Handling of decision variable with negative bound in YALMIP

[JackJack]

Dear Professor Johan Löfberg,

I am writing to seek your guidance regarding YALMIP's handling of decision variables with negative bounds, as I've encountered this situation in my optimization problem.

For example

I have implemented a change of variables in my optimization problem, introducing a new decision variable t_8, which is a linear combination of three existing decision variables (x, y, z) and a constant - 2:

Based on the upper and lower bounds of x, y, and z, I have determined that:

• Maximum value of t_8 is 0, occurring when (x, y, z) = (0, 1, 1)
• Minimum value of t_8 is -3, occurring when (x, y, z) = (1, 0, 0)

  I am concerned about how YALMIP processes decision variables with negative lower bounds. Specifically, I would like to understand the internal handling mechanisms when a variable like t_8 has a range from -3 to 0, rather than being strictly non-negative.  
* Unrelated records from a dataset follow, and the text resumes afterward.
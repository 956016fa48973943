//! Store trait definitions

use chrono::NaiveDate;
use tally_util::Username;

use crate::{EventRecord, SnapshotRecord, StoreResult};

/// Append-only persistence gateway for day archives.
///
/// Absence of rows is reported as `Ok(None)` / an empty `Vec`; an `Err`
/// always means the store itself failed and the caller must treat the
/// result as unknown, not as "no data".
pub trait Store: Send + Sync {
    /// Append one snapshot row, returning its row ID. Rows are never
    /// updated; multiple snapshots may exist per (user, day).
    fn append_snapshot(&self, record: &SnapshotRecord) -> StoreResult<i64>;

    /// Append named-event rows in a single transaction
    fn append_events(&self, records: &[EventRecord]) -> StoreResult<()>;

    /// Most recently created snapshot row for (user, day), if any
    fn latest_snapshot(
        &self,
        user: &Username,
        day: NaiveDate,
    ) -> StoreResult<Option<SnapshotRecord>>;

    /// All named-event rows for (user, day), in insertion order
    fn events_for_day(&self, user: &Username, day: NaiveDate) -> StoreResult<Vec<EventRecord>>;

    /// Check if the store is healthy
    fn is_healthy(&self) -> bool;
}
//! HTTP surface of tallyd.
//!
//! All mutation handlers funnel into the shared `DayRegistry` behind a
//! single async mutex, so every response body is a consistent view of
//! one momentary state. Historical reads bypass the registry and go
//! straight to the store.

use actix_web::{get, post, web, HttpResponse};
use chrono::NaiveDate;
use std::sync::Arc;
use tally_api::{
    AddEventRequest, DayStateView, ErrorBody, HealthStatus, LoginRequest, LoginResponse,
    NamedEvent, API_VERSION,
};
use tally_config::Settings;
use tally_core::DayRegistry;
use tally_store::{Store, StoreError};
use tally_util::{Clock, TallyError, Username};
use tokio::sync::Mutex;
use tracing::{info, warn};

/// Shared state handed to every handler
pub struct AppState {
    pub registry: Arc<Mutex<DayRegistry>>,
    pub store: Arc<dyn Store>,
    pub clock: Arc<dyn Clock>,
    pub settings: Arc<Settings>,
}

pub fn configure(cfg: &mut web::ServiceConfig) {
    cfg.service(login)
        .service(health)
        .service(state_for_day)
        .service(current_state)
        .service(increment)
        .service(decrement)
        .service(toggle)
        .service(add_event);
}

fn error_response(err: &TallyError) -> HttpResponse {
    let body = ErrorBody {
        error: err.to_string(),
    };
    match err {
        TallyError::UserNotFound(_) => HttpResponse::NotFound().json(body),
        TallyError::UnknownField(_) | TallyError::NotNumeric(_) => {
            HttpResponse::BadRequest().json(body)
        }
        TallyError::Persistence(_) => HttpResponse::InternalServerError().json(body),
    }
}

fn view_response(result: Result<DayStateView, TallyError>) -> HttpResponse {
    match result {
        Ok(view) => HttpResponse::Ok().json(view),
        Err(err) => error_response(&err),
    }
}

/// Credential check against the configured user list. No sessions or
/// tokens; the service trusts its network boundary.
#[post("/login")]
async fn login(state: web::Data<AppState>, body: web::Json<LoginRequest>) -> HttpResponse {
    if state.settings.lookup_user(&body.user, &body.password) {
        info!(user = %body.user, "Login accepted");
        HttpResponse::Ok().json(LoginResponse {
            ok: true,
            user: body.user.clone(),
        })
    } else {
        warn!(user = %body.user, "Login rejected");
        HttpResponse::Unauthorized().json(ErrorBody {
            error: "Invalid credentials".into(),
        })
    }
}

#[get("/state/{user}")]
async fn current_state(state: web::Data<AppState>, path: web::Path<String>) -> HttpResponse {
    let user = Username::from(path.into_inner());
    let result = state.registry.lock().await.state(&user);
    view_response(result)
}

/// State for an explicit day. Today is answered from the live
/// registry; any other day is reconstructed from archived rows and
/// marked read-only.
#[get("/state/{user}/{date}")]
async fn state_for_day(
    state: web::Data<AppState>,
    path: web::Path<(String, String)>,
) -> HttpResponse {
    let (user, date) = path.into_inner();
    let user = Username::from(user);

    let Ok(date) = NaiveDate::parse_from_str(&date, "%Y-%m-%d") else {
        return HttpResponse::BadRequest().json(ErrorBody {
            error: format!("Invalid date: {date}"),
        });
    };

    let registry = state.registry.lock().await;
    if date == state.clock.today() {
        return view_response(registry.state(&user));
    }

    // Registry membership doubles as the known-user check
    if let Err(err) = registry.state(&user) {
        return error_response(&err);
    }
    drop(registry);

    match archived_view(state.store.as_ref(), &user, date) {
        Ok(view) => HttpResponse::Ok().json(view),
        Err(err) => error_response(&TallyError::persistence(err.to_string())),
    }
}

fn archived_view(
    store: &dyn Store,
    user: &Username,
    date: NaiveDate,
) -> Result<DayStateView, StoreError> {
    let mut view = DayStateView::empty(date);
    view.read_only = true;

    // A day with no rows at all still answers with zeroes
    if let Some(snapshot) = store.latest_snapshot(user, date)? {
        view.poop = snapshot.poop;
        view.piss = snapshot.piss;
        view.coffee = snapshot.coffee;
        view.shower = snapshot.shower;
        view.sick = snapshot.sick;
        view.workout = snapshot.workout;
        view.nap = snapshot.nap;
        view.party = snapshot.party;
    }

    for row in store.events_for_day(user, date)? {
        view.events_mut(row.category).push(NamedEvent {
            name: row.name,
            time: row.time,
        });
    }

    Ok(view)
}

#[post("/increment/{user}/{field}")]
async fn increment(state: web::Data<AppState>, path: web::Path<(String, String)>) -> HttpResponse {
    let (user, field) = path.into_inner();
    let user = Username::from(user);
    let result = state.registry.lock().await.increment(&user, &field);
    view_response(result)
}

#[post("/decrement/{user}/{field}")]
async fn decrement(state: web::Data<AppState>, path: web::Path<(String, String)>) -> HttpResponse {
    let (user, field) = path.into_inner();
    let user = Username::from(user);
    let result = state.registry.lock().await.decrement(&user, &field);
    view_response(result)
}

#[post("/toggle/{user}/{field}")]
async fn toggle(state: web::Data<AppState>, path: web::Path<(String, String)>) -> HttpResponse {
    let (user, field) = path.into_inner();
    let user = Username::from(user);
    let result = state.registry.lock().await.toggle(&user, &field);
    view_response(result)
}

#[post("/add/{user}/{category}")]
async fn add_event(
    state: web::Data<AppState>,
    path: web::Path<(String, String)>,
    body: web::Json<AddEventRequest>,
) -> HttpResponse {
    let (user, category) = path.into_inner();
    let user = Username::from(user);

    let name = body.name.trim();
    if name.is_empty() {
        return HttpResponse::BadRequest().json(ErrorBody {
            error: "Event name must not be empty".into(),
        });
    }

    let result = state
        .registry
        .lock()
        .await
        .add_event(&user, &category, name);
    view_response(result)
}

#[get("/health")]
async fn health(state: web::Data<AppState>) -> HttpResponse {
    let user_count = state.registry.lock().await.user_count();
    HttpResponse::Ok().json(HealthStatus {
        api_version: API_VERSION,
        live: true,
        store_ok: state.store.is_healthy(),
        user_count,
    })
}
Could you please explain how YALMIP manages variables with negative bounds in its solver interface? I want to ensure that my problem formulation is being interpreted correctly by the solver.
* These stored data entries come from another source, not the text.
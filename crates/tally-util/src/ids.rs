//! Strongly-typed identifiers for tallyd

use serde::{Deserialize, Serialize};
use std::fmt;

/// Unique identifier for a tracked user
#[derive(Debug, Clone, PartialEq, Eq, PartialOrd, Ord, Hash, Serialize, Deserialize)]
pub struct Username(String);

impl Username {
    pub fn new(name: impl Into<String>) -> Self {
        Self(name.into())
    }

    pub fn as_str(&self) -> &str {
        &self.0
    }
}

impl fmt::Display for Username {
    fn fmt(&self, f: &mut fmt::Formatter<'_>) -> fmt::Result {
        write!(f, "{}", self.0)
    }
}

impl From<String> for Username {
    fn from(s: String) -> Self {
        Self(s)
    }
}

impl From<&str> for Username {
    fn from(s: &str) -> Self {
        Self(s.to_string())
    }
}

#[cfg(test)]
mod tests {
    use super::*;

    #[test]
    fn username_serializes_as_plain_string() {
        let user = Username::new("mikel");
        let json = serde_json::to_string(&user).unwrap();
        assert_eq!(json, "\"mikel\"");

        let parsed: Username = serde_json::from_str(&json).unwrap();
        assert_eq!(parsed, user);
    }
}
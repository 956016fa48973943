//! tallyd - Per-user day counter service
//!
//! This is the main entry point for the tallyd service.
//! It wires together all the components:
//! - Configuration loading
//! - Store initialization
//! - Startup recovery into the day registry
//! - The rollover/snapshot tick task
//! - The HTTP server

use actix_web::{web, App, HttpServer};
use anyhow::{Context, Result};
use clap::Parser;
use std::path::PathBuf;
use std::sync::Arc;
use tally_config::load_config;
use tally_core::{DayRegistry, SnapshotSchedule};
use tally_store::{SqliteStore, Store};
use tally_util::{Clock, SystemClock};
use tokio::sync::Mutex;
use tracing::info;
use tracing_subscriber::EnvFilter;

mod http;

/// tallyd - Daily habit counters per user, persisted on schedule
#[derive(Parser, Debug)]
#[command(name = "tallyd")]
#[command(about = "Daily habit counters per user, persisted on schedule", long_about = None)]
struct Args {
    /// Configuration file path
    #[arg(short, long, default_value = "/etc/tallyd/config.toml")]
    config: PathBuf,

    /// Listen address override (or set TALLY_LISTEN env var)
    #[arg(short, long, env = "TALLY_LISTEN")]
    listen: Option<String>,

    /// Data directory override (or set TALLY_DATA_DIR env var)
    #[arg(short, long, env = "TALLY_DATA_DIR")]
    data_dir: Option<PathBuf>,

    /// Log level
    #[arg(long, default_value = "info")]
    log_level: String,
}

#[actix_web::main]
async fn main() -> Result<()> {
    let args = Args::parse();

    // Initialize logging
    let filter =
        EnvFilter::try_from_default_env().unwrap_or_else(|_| EnvFilter::new(&args.log_level));

    tracing_subscriber::fmt()
        .with_env_filter(filter)
        .with_target(true)
        .init();

    info!(version = env!("CARGO_PKG_VERSION"), "tallyd starting");

    // Load configuration
    let settings = load_config(&args.config)
        .with_context(|| format!("Failed to load config from {:?}", args.config))?;

    info!(
        config_path = %args.config.display(),
        user_count = settings.users.len(),
        "Configuration loaded"
    );

    let listen_addr = args
        .listen
        .clone()
        .unwrap_or_else(|| settings.service.listen_addr.clone());

    let data_dir = args
        .data_dir
        .clone()
        .unwrap_or_else(|| settings.service.data_dir.clone());

    // Create data directory
    std::fs::create_dir_all(&data_dir)
        .with_context(|| format!("Failed to create data directory {:?}", data_dir))?;

    // Initialize store
    let db_path = data_dir.join("tallyd.db");
    let store: Arc<dyn Store> = Arc::new(
        SqliteStore::open(&db_path)
            .with_context(|| format!("Failed to open database {:?}", db_path))?,
    );

    info!(db_path = %db_path.display(), "Store initialized");

    let clock: Arc<dyn Clock> = Arc::new(SystemClock);
    let schedule = SnapshotSchedule {
        hours: settings.service.snapshot_hours.clone(),
        minute_window: settings.service.snapshot_minute_window,
    };

    // Recovery must complete before any request can mutate state
    let registry = DayRegistry::recover(
        &settings.usernames(),
        store.clone(),
        clock.clone(),
        schedule,
    )
    .context("Failed to recover day state from the store")?;

    let registry = Arc::new(Mutex::new(registry));
    let tick_interval = settings.service.tick_interval;

    let state = web::Data::new(http::AppState {
        registry: registry.clone(),
        store,
        clock,
        settings: Arc::new(settings),
    });

    // Rollover/snapshot tick, independent of request traffic
    tokio::spawn(async move {
        let mut timer = tokio::time::interval(tick_interval);
        loop {
            timer.tick().await;
            let mut registry = registry.lock().await;
            registry.tick();
        }
    });

    info!(listen_addr = %listen_addr, "HTTP server starting");

    HttpServer::new(move || {
        App::new()
            .app_data(state.clone())
            .configure(http::configure)
    })
    .bind(&listen_addr)
    .with_context(|| format!("Failed to bind {listen_addr}"))?
    .run()
    .await?;

    info!("Shutdown complete");
    Ok(())
}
Thank you very much for your time and expertise.

[Johan Löfberg]

yalmip does not handle negative bounds in any way different from any other bound, or absence of bound

[JackJack]

So what does it do in this case ?  I am not sure if my memory is correct but since LP, SOCP, SDP always require non negative decision variable does yalmip come up with a way to by pass the requirement of the solver ?

[Johan Löfberg]

Modern solvers don't have such silly limitations, and if they have that's what you have the modelling language for

[JackJack]

Thank you ! So it automatically handle case like this right ?

[Johan Löfberg]

I don't know what you mean with cases like this, as I don't see anything particular in your model, an equality and a bunch of bounds.